Al fin entró también la condesa acompañada de Clarion y protegida por Sigbert, que hacía de caballero acompañante. Las dos mujeres disfrutaban de la escena; llevaban unos vestidos sencillos de elegancia muy refinada que no robaban esplendor a sus joyas y sus perlas, además de acentuar la figura esbelta y todavía encantadora de la condesa y la desbordante salud física de su hija adoptiva. En cambio sus camareras, para mayor contraste, se presentaron vestidas con toda la sencillez de un hábito de monja de color beige, excepto una.

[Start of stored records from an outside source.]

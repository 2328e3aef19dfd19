use axum::{
    extract::{Path, State},
    http::StatusCode,
    Json,
};
use std::sync::Arc;

use crate::handlers::error_response;
use crate::models::{ClipMetaResponse, ClipResponse, ErrorResponse};
use crate::services::clip_service;
use crate::AppState;

/// Read a clip. TTL is fixed from creation and is not reset by reads.
pub async fn get_clip(
    State(state): State<Arc<AppState>>,
    Path(id): Path<String>,
) -> Result<(StatusCode, Json<ClipResponse>), (StatusCode, Json<ErrorResponse>)> {
    match clip_service::read_clip(&state, &id).await {
        Ok(response) => Ok((StatusCode::OK, Json(response))),
        Err(e) => Err(error_response(e)),
    }
}

/// Read clip metadata without the content
pub async fn get_clip_meta(
    State(state): State<Arc<AppState>>,
    Path(id): Path<String>,
) -> Result<(StatusCode, Json<ClipMetaResponse>), (StatusCode, Json<ErrorResponse>)> {
    match clip_service::read_clip_meta(&state, &id).await {
        Ok(response) => Ok((StatusCode::OK, Json(response))),
        Err(e) => Err(error_response(e)),
    }
}
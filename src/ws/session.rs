use std::sync::Arc;
use tokio::task::JoinHandle;
use uuid::Uuid;

use super::registry::RoomHandle;

/// Membership of a session in one room.
///
/// `is_creator` is resolved once at join time and trusted for the life of
/// the session; the protocol never re-presents the secret.
pub struct LiveRoom {
    pub room: Arc<RoomHandle>,
    pub is_creator: bool,
    /// Task forwarding room broadcasts to this session's socket
    pub forward: JoinHandle<()>,
}

/// Per-connection state. One session exists per live socket and belongs to
/// at most one room at a time.
pub struct SessionCtx {
    pub connection_id: Uuid,
    pub live: Option<LiveRoom>,
}

impl SessionCtx {
    pub fn new() -> Self {
        Self {
            connection_id: Uuid::new_v4(),
            live: None,
        }
    }
}
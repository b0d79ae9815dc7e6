//! Inode identity and the metadata snapshot captured at first discovery.

use std::ffi::OsString;

/// `(device_id, inode_number)`. Two pathnames sharing an `InodeId` are
/// already hard-linked together.
#[derive(Debug, Clone, Copy, PartialEq, Eq, Hash, PartialOrd, Ord)]
pub struct InodeId {
    pub dev: u64,
    pub ino: u64,
}

impl InodeId {
    pub fn new(dev: u64, ino: u64) -> Self {
        Self { dev, ino }
    }
}

impl std::fmt::Display for InodeId {
    fn fmt(&self, f: &mut std::fmt::Formatter<'_>) -> std::fmt::Result {
        write!(f, "{}:{}", self.dev, self.ino)
    }
}

/// Metadata captured when a pathname is first admitted. `mtime` is split
/// into seconds and nanoseconds so sub-second precision participates in
/// comparisons on platforms that provide it.
#[derive(Debug, Clone, Copy, PartialEq, Eq)]
pub struct StatSnapshot {
    pub size: u64,
    pub mtime_secs: i64,
    pub mtime_nanos: u32,
    pub mode: u32,
    pub uid: u32,
    pub gid: u32,
    pub nlink: u64,
    pub is_regular: bool,
}

impl StatSnapshot {
    #[cfg(unix)]
    pub fn from_metadata(meta: &std::fs::Metadata) -> Self {
        use std::os::unix::fs::MetadataExt;
        Self {
            size: meta.size(),
            mtime_secs: meta.mtime(),
            mtime_nanos: meta.mtime_nsec() as u32,
            mode: meta.mode(),
            uid: meta.uid(),
            gid: meta.gid(),
            nlink: meta.nlink(),
            is_regular: meta.file_type().is_file(),
        }
    }

    pub fn dev_ino(meta: &std::fs::Metadata) -> InodeId {
        use std::os::unix::fs::MetadataExt;
        InodeId::new(meta.dev(), meta.ino())
    }

    /// Permission bits only, ignoring the file-type bits `mode` also carries.
    pub fn perm_bits(&self) -> u32 {
        self.mode & 0o7777
    }
}

/// An order-independent fingerprint of a file's extended attributes.
/// `None` means xattrs are not tracked by the active policy (or the
/// filesystem/platform has none); `Some` is always sorted by name so two
/// fingerprints compare equal regardless of the order the attributes were
/// read in.
#[derive(Debug, Clone, PartialEq, Eq, Hash, Default)]
pub struct XattrFingerprint(pub Option<Vec<(OsString, Vec<u8>)>>);

impl XattrFingerprint {
    pub fn absent() -> Self {
        Self(None)
    }

    pub fn from_pairs(mut pairs: Vec<(OsString, Vec<u8>)>) -> Self {
        pairs.sort_by(|a, b| a.0.cmp(&b.0));
        Self(Some(pairs))
    }
}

Casi se me saltaron los ojos de la cara, casi me caí a través del telón al centro de la sala, y en un primer instante pensé que no podía ser más que un engaño óptico: ¡el rostro de aquella camarera era igual al de Madulain! Yo seguía con la mirada fija en ella mientras aquel ser de ensueño, mi princesa de los saratz, ocupaba con elegantes gestos un asiento detrás de las demás como si fuese para ella lo más natural del mundo.

—¡William! —la advertencia de Yarzinth me arrancó de mis sueños dispersos—. El obispo ya está entrando en la sala. —El cocinero llevaba una peluca y una vara de heraldo en la mano y me hizo acudir a la parte posterior de las colgaduras adamascadas, donde ya estaban preparados Lorenzo y aquel otro obispo extranjero cuyo nombre recordé en ese mismo instante: Galerán de Beirut. También estaban allí Pian del Carpine y, en un rincón, Hamo con los niños, muy excitados estos últimos.

El hijo de la condesa iba vestido de mongol, pero llevaba un austero traje de guerrero muy bien cortado y de cuello alzado, botas altas adornadas con pieles y en la cabeza un casco artísticamente forjado con una punta larga en el centro. Todo ello lo hacía parecer más alto de lo que era en realidad; la verdad es que daba la impresión de no haber llevado otras ropas en su vida. Su rostro tenía una expresión severa.

Aunque en realidad ahora tendría que haberme conformado, busqué y encontré un agujerito a través del cual poder seguir observando una parte de la sala cuando abriesen el telón principal. De momento no tuve ocasión de hacerlo porque Hamo me hizo coger de la mano a los niños, que se apretujaron contra mí; después Yeza me confió que, antes que nada, tenía que hacer ahora mismo un pipí. Arrojé una mirada desesperada a Yarzinth y la empujé hacia la habitación vacía; Roç; me siguió agarrado a mis faldones. Ordené a la niña que orinara en el centro de la estancia, poniendo cuidado en no salpicarme.

Pian se asomó por la puerta:

—¡Una auténtica mujer jalja! —Pero su sonrisa era una mueca—. Sólo te faltan unas trenzas largas metidas en fundas, ¡pero no te apures, te crecerán! —No comprendí a qué se refería, pero después pensé que posiblemente se estaría burlando de mis grandiosos cuernos, intentado ridiculizarlos al opinar que se trataba de un adorno femenino.

Arrastré a los niños de nuevo hacia afuera y nos colocamos otra vez detrás de la tela azul. En aquel instante estaban encendiendo los fuegos en los platos, y sus llamas arrojaron una luz fosforescente sobre el techo y las paredes iluminando con un trasfondo mágico el altar cubierto con la tela blanca. Yarzinth se adelantó, dio tres golpes con la vara en el suelo, y el pesado telón de terciopelo fue retirado hacia ambos lados.

—¡El sacerdote supremo de la Iglesia católica en Constantinopla, archidiácono de la Hagia Sophia[389], saluda a sus distinguidos huéspedes! —Hizo una pausa para dar tiempo a que todos saludaran con una leve reverencia al obispo, quien acababa de tomar asiento entre fra'Ascelino y Joinville—. ¡Celebremos en primer lugar la santa misa!

El cocinero se retiró y vi que se adelantaba Galerán seguido de Lorenzo, que lo asistiría. Todos los asistentes se pusieron de pie; las damas y los más devotos cayeron de rodillas.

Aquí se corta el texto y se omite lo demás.